En 1993, Michel Gayout et Hélène Le Cheviller ont succombé au charme du hameau de La Brousse, situé à Sers près d’Angoulême dans la Charente. Après avoir consacré près de 30 ans à sa réhabilitation, le couple a décidé de se séparer de ce bien unique, en raison de leur avance en âge. Ce véritable "village" de 31 hectares, comprenant une dizaine d’habitations, un parc verdoyant et un étang, est aujourd’hui proposé à la vente pour moins de deux millions d’euros.

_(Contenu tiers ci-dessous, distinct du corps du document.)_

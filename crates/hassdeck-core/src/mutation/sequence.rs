// ── Per-entity command sequencing ──
//
// Every command to an entity takes the next number for that entity. A
// failure only rolls back state if no newer command was issued since.

use std::collections::HashMap;
use std::sync::{Mutex, PoisonError};

use crate::model::EntityId;

#[derive(Debug, Default)]
pub struct CommandSequencer {
    latest: Mutex<HashMap<EntityId, u64>>,
}

impl CommandSequencer {
    pub fn new() -> Self {
        Self::default()
    }

    /// Reserve the next sequence number for `entity_id`.
    pub fn next(&self, entity_id: &EntityId) -> u64 {
        let mut latest = self.latest.lock().unwrap_or_else(PoisonError::into_inner);
        let seq = latest.entry(entity_id.clone()).or_insert(0);
        *seq += 1;
        *seq
    }

    /// `true` if `seq` is still the newest command for `entity_id`.
    pub fn is_latest(&self, entity_id: &EntityId, seq: u64) -> bool {
        self.latest
            .lock()
            .unwrap_or_else(PoisonError::into_inner)
            .get(entity_id)
            .is_some_and(|latest| *latest == seq)
    }
}

#[cfg(test)]
mod tests {
    use super::*;

    #[test]
    fn newer_command_supersedes() {
        let seq = CommandSequencer::new();
        let id = EntityId::from("lock.front");
        let first = seq.next(&id);
        assert!(seq.is_latest(&id, first));
        let second = seq.next(&id);
        assert!(!seq.is_latest(&id, first));
        assert!(seq.is_latest(&id, second));
    }

    #[test]
    fn entities_are_sequenced_independently() {
        let seq = CommandSequencer::new();
        let a = seq.next(&EntityId::from("light.a"));
        seq.next(&EntityId::from("light.b"));
        assert!(seq.is_latest(&EntityId::from("light.a"), a));
    }
}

Ce domaine exceptionnel offre non seulement des logements variés, mais également des installations comme des serres, des caves souterraines et un lavoir. Michel Gayout, propriétaire depuis 30 ans, describe le lieu comme un "village à lui tout seul". Cet espace inspirant a attiré Michel et Hélène depuis Paris, cherchant un coin paisible avec un climat agréable au sud-ouest de la France, où ils pouvaient s’adonner à leur passion pour l’art.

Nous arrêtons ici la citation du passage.